▸ EXERCISE INSTRUCTIONS: Only lines containing "round" belong in the answer, each copied from the entries below.

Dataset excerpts
■ ■ ■ ■ ■

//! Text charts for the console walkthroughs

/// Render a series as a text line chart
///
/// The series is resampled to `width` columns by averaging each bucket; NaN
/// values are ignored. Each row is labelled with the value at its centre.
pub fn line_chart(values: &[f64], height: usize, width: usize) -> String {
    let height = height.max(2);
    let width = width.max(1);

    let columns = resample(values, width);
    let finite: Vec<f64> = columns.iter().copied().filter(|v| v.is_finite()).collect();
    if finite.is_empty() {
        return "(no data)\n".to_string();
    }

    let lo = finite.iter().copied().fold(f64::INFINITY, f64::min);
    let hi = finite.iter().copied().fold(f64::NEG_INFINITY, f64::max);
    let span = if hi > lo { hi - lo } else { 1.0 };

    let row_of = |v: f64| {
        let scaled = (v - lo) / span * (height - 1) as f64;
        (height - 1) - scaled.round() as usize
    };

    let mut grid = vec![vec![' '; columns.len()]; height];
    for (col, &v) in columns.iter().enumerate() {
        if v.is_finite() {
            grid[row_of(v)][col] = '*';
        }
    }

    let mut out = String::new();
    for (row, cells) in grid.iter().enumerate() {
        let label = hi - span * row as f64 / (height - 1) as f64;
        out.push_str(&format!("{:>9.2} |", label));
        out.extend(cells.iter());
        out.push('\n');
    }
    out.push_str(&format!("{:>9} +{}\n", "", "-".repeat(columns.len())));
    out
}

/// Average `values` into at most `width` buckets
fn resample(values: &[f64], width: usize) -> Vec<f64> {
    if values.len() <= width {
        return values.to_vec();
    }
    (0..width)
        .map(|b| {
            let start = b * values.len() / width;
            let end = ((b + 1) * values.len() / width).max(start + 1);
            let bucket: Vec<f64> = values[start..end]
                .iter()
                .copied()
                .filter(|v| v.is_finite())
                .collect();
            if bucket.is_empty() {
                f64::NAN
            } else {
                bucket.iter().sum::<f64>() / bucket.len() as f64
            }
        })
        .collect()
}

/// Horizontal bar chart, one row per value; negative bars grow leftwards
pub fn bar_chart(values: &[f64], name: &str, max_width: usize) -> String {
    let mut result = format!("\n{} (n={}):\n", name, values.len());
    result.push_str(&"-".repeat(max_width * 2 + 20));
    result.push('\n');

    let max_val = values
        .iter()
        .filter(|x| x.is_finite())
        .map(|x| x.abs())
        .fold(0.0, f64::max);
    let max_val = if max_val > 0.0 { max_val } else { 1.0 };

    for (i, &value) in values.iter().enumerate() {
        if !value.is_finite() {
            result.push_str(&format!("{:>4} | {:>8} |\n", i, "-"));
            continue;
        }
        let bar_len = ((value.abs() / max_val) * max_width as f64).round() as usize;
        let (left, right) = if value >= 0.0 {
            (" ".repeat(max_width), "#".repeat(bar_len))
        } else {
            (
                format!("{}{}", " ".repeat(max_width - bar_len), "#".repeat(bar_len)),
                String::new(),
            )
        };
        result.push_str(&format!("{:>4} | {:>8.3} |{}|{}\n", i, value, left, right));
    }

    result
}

■ ■ ■ ■ ■

▸ RESPONSE:
        (height - 1) - scaled.round() as usize
        let bar_len = ((value.abs() / max_val) * max_width as f64).round() as usize;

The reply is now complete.